Apesar de saber que existem mais casos de pessoas pretas que conseguiram êxito nos mais diversos nichos e são exemplos de superação, a mudança segue a passos largos. No entanto, essa alteração gera, muitas vezes, polêmica e falta de aceitação. Isso porque a pessoa negra bem-sucedida incomoda muita gente.

Mais do que compartilhar minha história, espero que ela inspire aqueles que buscam realizar os sonhos, que precisam enfrentar de cabeça erguida o preconceito que existe na sociedade e, principalmente, enfatizar a importância de estar atento às oportunidades e agarrá-las.
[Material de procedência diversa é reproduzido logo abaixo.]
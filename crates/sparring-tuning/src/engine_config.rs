use std::ops::RangeInclusive;

use serde::{Deserialize, Serialize};

/// Tuning parameters for one engine session.
///
/// Every field is kept within its bounds; constructing a config with out-of-range
/// values clamps them. A config is never mutated after creation: derive a fresh one
/// from the [`mapper`](crate::mapper) whenever rating or phase change.
///
/// | field          | bounds       | sent as                          |
/// |----------------|--------------|----------------------------------|
/// | `skill_level`  | 0..=20       | `setoption name Skill Level`     |
/// | `contempt`     | -100..=100   | `setoption name Contempt`        |
/// | `threads`      | 1..=4        | `setoption name Threads`         |
/// | `hash_mb`      | 16..=1024    | `setoption name Hash`            |
/// | `depth`        | 1..=25       | `go depth`                       |
/// | `move_time_ms` | 100..=10000  | `go movetime`                    |
#[derive(Debug, Clone, Copy, PartialEq, Eq, Hash, Serialize, Deserialize)]
#[serde(from = "RawEngineConfig")]
pub struct EngineConfig {
    skill_level: u8,
    contempt: i32,
    depth: u8,
    move_time_ms: u32,
    threads: u8,
    hash_mb: u32,
}

/// Fields are read wide so that values outside the stored integer types still clamp.
#[derive(Deserialize)]
struct RawEngineConfig {
    skill_level: i64,
    contempt: i64,
    depth: i64,
    move_time_ms: i64,
    threads: i64,
    hash_mb: i64,
}

impl From<RawEngineConfig> for EngineConfig {
    fn from(raw: RawEngineConfig) -> Self {
        Self {
            skill_level: clamp_wide("skill_level", raw.skill_level, &Self::SKILL_LEVEL_RANGE),
            contempt: clamp_wide("contempt", raw.contempt, &Self::CONTEMPT_RANGE),
            depth: clamp_wide("depth", raw.depth, &Self::DEPTH_RANGE),
            move_time_ms: clamp_wide("move_time_ms", raw.move_time_ms, &Self::MOVE_TIME_MS_RANGE),
            threads: clamp_wide("threads", raw.threads, &Self::THREADS_RANGE),
            hash_mb: clamp_wide("hash_mb", raw.hash_mb, &Self::HASH_MB_RANGE),
        }
    }
}

impl EngineConfig {
    pub const SKILL_LEVEL_RANGE: RangeInclusive<u8> = 0..=20;
    pub const CONTEMPT_RANGE: RangeInclusive<i32> = -100..=100;
    pub const DEPTH_RANGE: RangeInclusive<u8> = 1..=25;
    pub const MOVE_TIME_MS_RANGE: RangeInclusive<u32> = 100..=10_000;
    pub const THREADS_RANGE: RangeInclusive<u8> = 1..=4;
    pub const HASH_MB_RANGE: RangeInclusive<u32> = 16..=1024;

    /// Creates a config, clamping each value into its bounds.
    #[must_use]
    pub fn new(
        skill_level: u8,
        contempt: i32,
        depth: u8,
        move_time_ms: u32,
        threads: u8,
        hash_mb: u32,
    ) -> Self {
        Self {
            skill_level: clamp_field("skill_level", skill_level, &Self::SKILL_LEVEL_RANGE),
            contempt: clamp_field("contempt", contempt, &Self::CONTEMPT_RANGE),
            depth: clamp_field("depth", depth, &Self::DEPTH_RANGE),
            move_time_ms: clamp_field("move_time_ms", move_time_ms, &Self::MOVE_TIME_MS_RANGE),
            threads: clamp_field("threads", threads, &Self::THREADS_RANGE),
            hash_mb: clamp_field("hash_mb", hash_mb, &Self::HASH_MB_RANGE),
        }
    }

    /// Engine skill level (0 is weakest, 20 is full strength).
    #[must_use]
    pub const fn skill_level(&self) -> u8 {
        self.skill_level
    }

    /// Draw aversion in centipawns; positive values avoid draws.
    #[must_use]
    pub const fn contempt(&self) -> i32 {
        self.contempt
    }

    /// Maximum search depth in plies.
    #[must_use]
    pub const fn depth(&self) -> u8 {
        self.depth
    }

    /// Time budget per move in milliseconds.
    #[must_use]
    pub const fn move_time_ms(&self) -> u32 {
        self.move_time_ms
    }

    #[must_use]
    pub const fn threads(&self) -> u8 {
        self.threads
    }

    /// Transposition table size in megabytes.
    #[must_use]
    pub const fn hash_mb(&self) -> u32 {
        self.hash_mb
    }
}

fn clamp_field<T>(name: &str, value: T, range: &RangeInclusive<T>) -> T
where
    T: Copy + Ord + std::fmt::Display,
{
    let clamped = value.clamp(*range.start(), *range.end());
    if clamped != value {
        log::debug!("engine config {name}={value} clamped to {clamped}");
    }
    clamped
}

fn clamp_wide<T>(name: &str, value: i64, range: &RangeInclusive<T>) -> T
where
    T: Copy + Into<i64> + TryFrom<i64>,
{
    let clamped = value.clamp((*range.start()).into(), (*range.end()).into());
    if clamped != value {
        log::debug!("engine config {name}={value} clamped to {clamped}");
    }
    T::try_from(clamped).unwrap_or(*range.start())
}

#[cfg(test)]
mod tests {
    use super::*;

    #[test]
    fn test_new_clamps_every_field() {
        let config = EngineConfig::new(99, -500, 0, 50_000, 0, 1);
        assert_eq!(config.skill_level(), 20);
        assert_eq!(config.contempt(), -100);
        assert_eq!(config.depth(), 1);
        assert_eq!(config.move_time_ms(), 10_000);
        assert_eq!(config.threads(), 1);
        assert_eq!(config.hash_mb(), 16);
    }

    #[test]
    fn test_deserialize_clamps() {
        let json = r#"{"skill_level":30,"contempt":18,"depth":40,"move_time_ms":10,"threads":2,"hash_mb":128}"#;
        let config: EngineConfig = serde_json::from_str(json).unwrap();
        assert_eq!(config, EngineConfig::new(20, 18, 25, 100, 2, 128));
    }

    #[test]
    fn test_deserialize_clamps_beyond_field_type() {
        let json = r#"{"skill_level":300,"contempt":-70000,"depth":-3,"move_time_ms":-1,"threads":1000,"hash_mb":5000000000}"#;
        let config: EngineConfig = serde_json::from_str(json).unwrap();
        assert_eq!(config, EngineConfig::new(20, -100, 1, 100, 4, 1024));
    }

    #[test]
    fn test_serialize_field_names() {
        let config = EngineConfig::new(12, 18, 14, 1200, 2, 128);
        let value = serde_json::to_value(config).unwrap();
        assert_eq!(value["skill_level"], 12);
        assert_eq!(value["contempt"], 18);
        assert_eq!(value["depth"], 14);
        assert_eq!(value["move_time_ms"], 1200);
    }
}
Foi assim que me desenvolvi como profissional. Portanto, não desista, acredite no seu potencial. Você pode chegar aonde quiser.

Evando Augusto é jornalista com 19 anos de atividade em multinacionais do mercado de comunicação. Já foi editor chefe no jornal Hora News, Record News TV e também chefe de reportagem dos jornais Fala Brasil e Balanço Geral, na Record TV e editor do Brasil Urgente, na Rede Bandeirantes de Comunicação. Atualmente, ocupa o cargo de analista de comunicação sênior na empresa In Press Porter Novelli.